Este é outro efeito colateral do véu, da vida de hipocrisia e mentira. A NVI afirma que por causa da atitude de Moisés “o véu cobriu os seus corações.”  A atitude de Moisés trouxe obscurecimento espiritual ao povo de Israel que encontrava dificuldade de romper com o estilo de vida de sombras e máscaras e enxergar a luz de Cristo. A vida de aparência tornou-se a realidade do povo de Israel: “O véu está posto”. Esta afirmação bíblica dá ideia de algo quase impossível de mudar. Revela uma condição definitiva de um estilo de vida que mantém o rosto encoberto. Paulo afirma que isto aconteceu por causa da atitude de Moisés.

 

Quando a vida não é transparente e vive-se de aparências, lentamente a pessoa incorpora o véu na sua vida de tal forma que torna-se intrínseca do seu cotidiano, no seu caráter, e no seu ser. Até mesmo ao ler a Bíblia torna-se difícil retirar princípios espirituais para a vida, enxergar a verdade e ser transformado. Apenas quando a hipocrisia é desmascarada, torna-se possível compreender a verdade cristalina e profunda da mensagem de Cristo.

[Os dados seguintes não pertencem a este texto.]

#![allow(deprecated)]

use assert_cmd::cargo::cargo_bin;
use assert_cmd::Command;
use predicates::prelude::*;
use std::fs;
use std::path::PathBuf;
use tempfile::TempDir;

/// A scratch catalog: its own data directory, an empty config file and one image.
struct Sandbox {
    temp: TempDir,
}

impl Sandbox {
    fn new() -> Self {
        let temp = TempDir::new().unwrap();
        fs::write(temp.path().join("catalog.toml"), "").unwrap();
        fs::write(temp.path().join("bag.png"), [0x89, b'P', b'N', b'G', 1, 2, 3]).unwrap();
        fs::write(temp.path().join("notes.txt"), "not an image").unwrap();
        Self { temp }
    }

    fn data_dir(&self) -> PathBuf {
        self.temp.path().join("data")
    }

    fn file(&self, name: &str) -> String {
        self.temp.path().join(name).to_str().unwrap().to_string()
    }

    fn cmd(&self) -> Command {
        let mut cmd = Command::new(cargo_bin("catalog"));
        cmd.env("CATALOG_DATA_DIR", self.data_dir().as_os_str())
            .env_remove("CATALOG_DATABASE")
            .env_remove("CATALOG_LOG_LEVEL")
            .env_remove("CATALOG_MAX_IMAGE_BYTES")
            .env_remove("RUST_LOG")
            .args(["--config", &self.file("catalog.toml")]);
        cmd
    }

    fn add(&self, name: &str, price: &str) {
        self.cmd()
            .args([
                "add",
                "--name",
                name,
                "--price",
                price,
                "--description",
                "A sturdy everyday bag",
                "--category",
                "bags",
                "--image",
                &self.file("bag.png"),
            ])
            .assert()
            .success();
    }
}

#[test]
fn test_init_creates_database() {
    let sb = Sandbox::new();

    sb.cmd()
        .arg("init")
        .assert()
        .success()
        .stdout(predicate::str::contains("Database ready at"))
        .stdout(predicate::str::contains("0 products"));

    assert!(sb.data_dir().join("productApp.json").exists());
}

#[test]
fn test_naked_invocation_lists_empty_catalog() {
    let sb = Sandbox::new();

    sb.cmd()
        .assert()
        .success()
        .stdout(predicate::str::contains("No products found."));
}

#[test]
fn test_add_then_list() {
    let sb = Sandbox::new();

    sb.cmd()
        .args([
            "add",
            "--name",
            "Bag",
            "--price",
            "$12a.3b4",
            "--description",
            "A sturdy everyday bag",
            "--category",
            "bags",
            "--image",
            &sb.file("bag.png"),
        ])
        .assert()
        .success()
        .stdout(predicate::str::contains("Product added (#1): Bag"));

    sb.cmd()
        .args(["list", "--output", "json"])
        .assert()
        .success()
        .stdout(predicate::str::contains("\"id\": 1"))
        .stdout(predicate::str::contains("\"price\": \"12.34\""))
        .stdout(predicate::str::contains("data:image/png;base64,"));

    sb.cmd()
        .arg("list")
        .assert()
        .success()
        .stdout(predicate::str::contains("#1 Bag"))
        .stdout(predicate::str::contains("image/png"));
}

#[test]
fn test_list_filters() {
    let sb = Sandbox::new();
    sb.add("Bag", "10");
    sb.add("Tote", "20");

    sb.cmd()
        .args(["list", "--search", "tote", "--output", "json"])
        .assert()
        .success()
        .stdout(predicate::str::contains("Tote"))
        .stdout(predicate::str::contains("\"Bag\"").not());

    sb.cmd()
        .args(["list", "--category", "hats"])
        .assert()
        .success()
        .stdout(predicate::str::contains("No products found."));
}

#[test]
fn test_add_rejects_non_image() {
    let sb = Sandbox::new();

    sb.cmd()
        .args([
            "add",
            "--name",
            "Bag",
            "--price",
            "10",
            "--description",
            "d",
            "--category",
            "c",
            "--image",
            &sb.file("notes.txt"),
        ])
        .assert()
        .failure()
        .stderr(predicate::str::contains("Could not read image"));

    sb.cmd()
        .args(["list", "--output", "json"])
        .assert()
        .success()
        .stdout(predicate::str::diff("[]\n"));
}

#[test]
fn test_add_with_unusable_price_fails() {
    let sb = Sandbox::new();

    sb.cmd()
        .args([
            "add",
            "--name",
            "Bag",
            "--price",
            "free",
            "--description",
            "d",
            "--category",
            "c",
            "--image",
            &sb.file("bag.png"),
        ])
        .assert()
        .failure()
        .stderr(predicate::str::contains("Missing required fields: price"));
}

#[test]
fn test_edit_changes_only_given_fields() {
    let sb = Sandbox::new();
    sb.add("Bag", "10");

    sb.cmd()
        .args(["edit", "#1", "--price", "15"])
        .assert()
        .success()
        .stdout(predicate::str::contains("Product updated (#1): Bag"));

    sb.cmd()
        .args(["show", "1", "--output", "json"])
        .assert()
        .success()
        .stdout(predicate::str::contains("\"price\": \"15\""))
        .stdout(predicate::str::contains("\"name\": \"Bag\""))
        .stdout(predicate::str::contains("A sturdy everyday bag"));
}

#[test]
fn test_edit_clear_image() {
    let sb = Sandbox::new();
    sb.add("Bag", "10");

    sb.cmd()
        .args(["edit", "1", "--clear-image"])
        .assert()
        .success();

    sb.cmd()
        .args(["show", "1"])
        .assert()
        .success()
        .stdout(predicate::str::contains("No image"));
}

#[test]
fn test_edit_unknown_product_fails() {
    let sb = Sandbox::new();

    sb.cmd()
        .args(["edit", "3", "--name", "Hat"])
        .assert()
        .failure()
        .stderr(predicate::str::contains("Product not found: #3"));
}

#[test]
fn test_delete_is_idempotent() {
    let sb = Sandbox::new();
    sb.add("Bag", "10");
    sb.add("Tote", "20");

    sb.cmd()
        .args(["delete", "1", "9"])
        .assert()
        .success()
        .stdout(predicate::str::contains("Product deleted (#1): Bag"))
        .stdout(predicate::str::contains("No product #9, nothing to delete"));

    sb.cmd()
        .args(["delete", "1"])
        .assert()
        .success();

    sb.cmd()
        .args(["list", "--output", "json"])
        .assert()
        .success()
        .stdout(predicate::str::contains("Tote"))
        .stdout(predicate::str::contains("\"Bag\"").not());
}

#[test]
fn test_ids_are_not_reused_after_delete() {
    let sb = Sandbox::new();
    sb.add("Bag", "10");
    sb.cmd().args(["delete", "1"]).assert().success();

    sb.cmd()
        .args([
            "add",
            "--name",
            "Tote",
            "--price",
            "20",
            "--description",
            "d",
            "--category",
            "c",
            "--image",
            &sb.file("bag.png"),
        ])
        .assert()
        .success()
        .stdout(predicate::str::contains("Product added (#2): Tote"));
}

#[test]
fn test_show_unknown_product_fails() {
    let sb = Sandbox::new();

    sb.cmd()
        .args(["show", "5"])
        .assert()
        .failure()
        .stderr(predicate::str::contains("Product not found: #5"));
}

#[test]
fn test_config_prints_effective_values() {
    let sb = Sandbox::new();
    fs::write(sb.temp.path().join("catalog.toml"), "database_name = \"shop\"\n").unwrap();

    sb.cmd()
        .arg("config")
        .assert()
        .success()
        .stdout(predicate::str::contains("database_name = shop"))
        .stdout(predicate::str::contains("shop.json"));

    // Reading configuration does not create a database.
    assert!(!sb.data_dir().join("shop.json").exists());
}

#[test]
fn test_data_dir_flag_overrides_env() {
    let sb = Sandbox::new();
    let other = sb.temp.path().join("elsewhere");

    sb.cmd()
        .args(["init", "--data-dir", other.to_str().unwrap()])
        .assert()
        .success();

    assert!(other.join("productApp.json").exists());
    assert!(!sb.data_dir().join("productApp.json").exists());
}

O evangelho perde o efeito de transformação na alma humana quando o véu ainda está presente.

 

As máscaras geram um forte senso de proteção: “Não vamos ser descobertos, não vamos ter que passar pela dor e sofrimento da confissão.” As máscaras não dão espaço para a vulnerabilidade. A confissão é dramática…implica em dor, denúncia e renúncia.

 

Só o Evangelho tem o poder de denunciar nossa condição de pecadores. O Espírito Santo nos convence do “pecado, da justiça e do juízo.” O Espírito Santo convence, destrói as defesas e fortalezas do autoengano, da hipocrisia e mentira. Quando a luz de Cristo penetra em nossos corações, somos denunciados quanto à nossa luxúria, avareza, depravação, orgulho. Uma das características dos avivamentos históricos é que as pessoas passavam a ter uma profunda consciência do pecado e compreendiam a natureza dramática de sua vida, e o arrependimento vinha como consequência da luz de Cristo penetrando nos seus porões secretos e escuros. O Evangelho denuncia nossa completa e absoluta depravação, e revela o fracasso humano, quebrando o círculo de negação e máscara. O evangelho revela as sombras, ilumina as trevas. Traz à tona as teias de aranha que acobertam motivações secretas do velho baú da justiça própria. A lei revela o pecado, mostra o fracasso, mas não tem poder de libertar do fascínio da máscara e dos véus. A lei nos torna hipócritas, enquanto a graça confronta e cura, traz luminosidade ao coração.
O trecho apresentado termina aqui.